COMMUNIQUE DE PRESSE
CAISSES D'EPARGNE

Réaction de FO à l’annonce
de la rémunération des dépôts

 

En rémunérant les dépôts de ses clients, la Caisse d’Epargne prend une initiative qui n’est aucunement partagée par le syndicat national FO du Groupe des Caisses d’Epargne.

En effet, cette décision, une nouvelle fois prise à l’échelon national par la Caisse Nationale des Caisses d’Epargne (CNCE), sans aucune concertation préalable, revient à ouvrir la boîte de Pandore : c’est un premier pas vers la banalisation définitive du livret A, voulue depuis longtemps par les banques AFB. La CNCE voudrait leur donner raison qu’elle ne s’y prendrait pas autrement.

Par ailleurs, les conditions tarifaires préférentielles (1 % pour les particuliers titulaires d’un forfait Satellis Intégral, au-delà de 2.500 € et les comptes professionnels jusqu’à 10 000 €) démontrent tout l’intérêt porté par les dirigeants des caisses d’épargne aux clientèles les plus favorisées. La nouvelle stratégie commerciale vise, parallèlement, à faire que les clients les moins favorisés s’excluent d’eux-mêmes et trouvent refuge à la Poste. Tout cela nous éloigne au final des missions d’intérêt général pourtant clairement définies dans l’article 1er de la loi du 25 juin 1999 portant réforme des caisses d’épargne.

Enfin, concernant la stratégie toujours menée par la CNCE, force est de constater qu’aujourd’hui, le chef de Réseau avance masqué. Ce faisant, les transferts d’actifs et de personnels des filiales (Crédit Foncier, San Paolo, Entenial) ou les délocalisations en interne de certaines activités de back-office gérées actuellement par les Caisses d’épargne (par exemple la gestion des encours de crédit immobiliers) visent à appauvrir tant les organismes communs que les Caisses d’épargne régionales.

Autant d’informations à resituer dans le contexte d’une CNCE qui se dit et se veut cotable à horizon 2007, contraire à notre philosophie mutualiste.

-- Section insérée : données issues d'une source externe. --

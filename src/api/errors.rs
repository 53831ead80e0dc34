use aide::{
    generate::GenContext,
    openapi::{Operation, Response as OpenApiResponse},
    OperationOutput,
};
use axum::{
    extract::rejection::{JsonRejection, QueryRejection},
    http::StatusCode,
    response::{IntoResponse, Response},
    Json,
};
use schemars::JsonSchema;
use serde::{Deserialize, Serialize};
use std::fmt;

use crate::database::StoreError;
use crate::services::ServiceError;

/// Body of every error response
#[derive(Debug, Serialize, Deserialize, JsonSchema)]
pub struct ApiError {
    pub detail: String,
    pub error_code: String,
}

#[derive(Debug, Clone, Copy, PartialEq, Eq, Serialize, Deserialize)]
pub enum ErrorCode {
    // Authentication errors (AUTH_xxx)
    AuthInvalidCredentials,
    AuthMissingToken,
    AuthenticationFailed,

    // Authorization errors (AUTHZ_xxx)
    AuthzInsufficientPermissions,

    // Validation errors (VALID_xxx)
    ValidInvalidInput,
    ValidInvalidFormat,

    // Resource errors (RESOURCE_xxx)
    ResourceNotFound,
    ResourceConflict,

    // System errors (SYSTEM_xxx)
    SystemDatabaseError,
    SystemInternalError,
    SystemWriteFailed,

    // User management errors (USER_xxx)
    UserCreationFailed,
}

impl ErrorCode {
    pub fn as_str(&self) -> &'static str {
        match self {
            // Authentication
            ErrorCode::AuthInvalidCredentials => "AUTH_INVALID_CREDENTIALS",
            ErrorCode::AuthMissingToken => "AUTH_MISSING_TOKEN",
            ErrorCode::AuthenticationFailed => "AUTH_AUTHENTICATION_FAILED",

            // Authorization
            ErrorCode::AuthzInsufficientPermissions => "AUTHZ_INSUFFICIENT_PERMISSIONS",

            // Validation
            ErrorCode::ValidInvalidInput => "VALID_INVALID_INPUT",
            ErrorCode::ValidInvalidFormat => "VALID_INVALID_FORMAT",

            // Resource
            ErrorCode::ResourceNotFound => "RESOURCE_NOT_FOUND",
            ErrorCode::ResourceConflict => "RESOURCE_CONFLICT",

            // System
            ErrorCode::SystemDatabaseError => "SYSTEM_DATABASE_ERROR",
            ErrorCode::SystemInternalError => "SYSTEM_INTERNAL_ERROR",
            ErrorCode::SystemWriteFailed => "SYSTEM_WRITE_FAILED",

            // User management
            ErrorCode::UserCreationFailed => "USER_CREATION_FAILED",
        }
    }

    pub fn status_code(&self) -> StatusCode {
        match self {
            // 400 Bad Request
            ErrorCode::UserCreationFailed => StatusCode::BAD_REQUEST,

            // 401 Unauthorized
            ErrorCode::AuthInvalidCredentials
            | ErrorCode::AuthMissingToken
            | ErrorCode::AuthenticationFailed => StatusCode::UNAUTHORIZED,

            // 403 Forbidden
            ErrorCode::AuthzInsufficientPermissions => StatusCode::FORBIDDEN,

            // 404 Not Found
            ErrorCode::ResourceNotFound => StatusCode::NOT_FOUND,

            // 409 Conflict
            ErrorCode::ResourceConflict => StatusCode::CONFLICT,

            // 422 Unprocessable Entity
            ErrorCode::ValidInvalidInput | ErrorCode::ValidInvalidFormat => {
                StatusCode::UNPROCESSABLE_ENTITY
            }

            // 500 Internal Server Error
            ErrorCode::SystemDatabaseError
            | ErrorCode::SystemInternalError
            | ErrorCode::SystemWriteFailed => StatusCode::INTERNAL_SERVER_ERROR,
        }
    }
}

impl fmt::Display for ErrorCode {
    fn fmt(&self, f: &mut fmt::Formatter<'_>) -> fmt::Result {
        write!(f, "{}", self.as_str())
    }
}

#[derive(Debug)]
pub struct AppError {
    code: ErrorCode,
    message: String,
}

impl fmt::Display for AppError {
    fn fmt(&self, f: &mut fmt::Formatter<'_>) -> fmt::Result {
        write!(f, "{}", self.message)
    }
}

impl std::error::Error for AppError {}

impl AppError {
    pub fn new(code: ErrorCode, message: impl Into<String>) -> Self {
        Self {
            code,
            message: message.into(),
        }
    }

    pub fn code(&self) -> ErrorCode {
        self.code
    }

    pub fn status_code(&self) -> StatusCode {
        self.code.status_code()
    }

    pub fn not_authenticated() -> Self {
        Self::new(ErrorCode::AuthMissingToken, "Not authenticated")
    }

    pub fn not_found(message: impl Into<String>) -> Self {
        Self::new(ErrorCode::ResourceNotFound, message)
    }

    pub fn forbidden(message: impl Into<String>) -> Self {
        Self::new(ErrorCode::AuthzInsufficientPermissions, message)
    }

    pub fn database_error(err: impl std::error::Error) -> Self {
        tracing::error!("Database error: {}", err);
        Self::new(ErrorCode::SystemDatabaseError, "Database error")
    }

    pub fn internal_error(msg: impl Into<String>) -> Self {
        Self::new(ErrorCode::SystemInternalError, msg)
    }
}

impl IntoResponse for AppError {
    fn into_response(self) -> Response {
        let body = Json(ApiError {
            detail: self.message,
            error_code: self.code.as_str().to_string(),
        });

        (self.code.status_code(), body).into_response()
    }
}

impl OperationOutput for AppError {
    type Inner = ApiError;

    fn operation_response(
        ctx: &mut GenContext,
        operation: &mut Operation,
    ) -> Option<OpenApiResponse> {
        Json::<ApiError>::operation_response(ctx, operation)
    }
}

pub type ApiResult<T> = Result<(StatusCode, T), (StatusCode, AppError)>;

impl From<AppError> for (StatusCode, AppError) {
    fn from(err: AppError) -> Self {
        (err.status_code(), err)
    }
}

impl From<ServiceError> for AppError {
    fn from(err: ServiceError) -> Self {
        match err {
            ServiceError::NotFound(message) => AppError::not_found(message),
            ServiceError::Forbidden(message) => AppError::forbidden(message),
            ServiceError::Validation(message) => {
                AppError::new(ErrorCode::ValidInvalidInput, message)
            }
            ServiceError::Unauthorized(message) => {
                AppError::new(ErrorCode::AuthenticationFailed, message)
            }
            ServiceError::InvalidCredentials(message) => {
                AppError::new(ErrorCode::AuthInvalidCredentials, message)
            }
            ServiceError::Conflict(message) => {
                AppError::new(ErrorCode::UserCreationFailed, message)
            }
            ServiceError::UpstreamWriteFailure(message) => {
                tracing::error!("Write failed: {}", message);
                AppError::new(ErrorCode::SystemWriteFailed, message)
            }
            ServiceError::Store(StoreError::Conflict(message)) => {
                AppError::new(ErrorCode::ResourceConflict, message)
            }
            ServiceError::Store(StoreError::Database(e)) => AppError::database_error(e),
            ServiceError::Internal(message) => {
                tracing::error!("Internal error: {}", message);
                AppError::internal_error("Internal server error")
            }
        }
    }
}

impl From<ServiceError> for (StatusCode, AppError) {
    fn from(err: ServiceError) -> Self {
        AppError::from(err).into()
    }
}

impl From<JsonRejection> for AppError {
    fn from(rejection: JsonRejection) -> Self {
        AppError::new(ErrorCode::ValidInvalidFormat, rejection.body_text())
    }
}

impl From<QueryRejection> for AppError {
    fn from(rejection: QueryRejection) -> Self {
        AppError::new(ErrorCode::ValidInvalidFormat, rejection.body_text())
    }
}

Bruno AGUIRRE, Secrétaire Général

 

 


 

COMITE DE PILOTAGE DE L’OBSERVATOIRE DES METIERS DES QUALIFICATIONS ET DE L’EGALITE PROFESSIONNELLE DANS LA BANQUE

 

Créé par l’ANI sur la formation du 27 novembre 2004, le Comité s’est réuni pour la première fois le 15 avril à la FBF. La présidence a été revendiquée par les organisations syndicales et accordée par le patronat. Le comité s’est prononcé sur le contenu de son règlement intérieur et sur son budget avant d’établir un plan de travail pour les mois à venir.

Les partenaires sociaux se sont mis d’accord sur la création d’une base de données sociales et sur la réalisation d’une étude sur l’emploi et les qualifications bancaires à Paris où le secteur représente avec l’assurance le premier gisement d’emploi. Deux études ponctuelles sont également à l’ordre du jour : la première sur une comparaison sur dix ans entre la carrière d’un groupe de femmes et celle d’un groupe d’hommes ayant un même positionnement initial. La seconde étude portera sur l’observation des perspectives de formation et de carrières des salariés âgés de 45-50 ans ou ayant vingt ans d’ancienneté.

L’étude sur les NTIC dont l’importance dans la profession n’est plus à démontrer sera réactualisée et l’Observatoire prévoit d’ores et déjà de se doter d’un site internet.

Les prochaines réunions sont prévues pour le 1er septembre et le 2 décembre.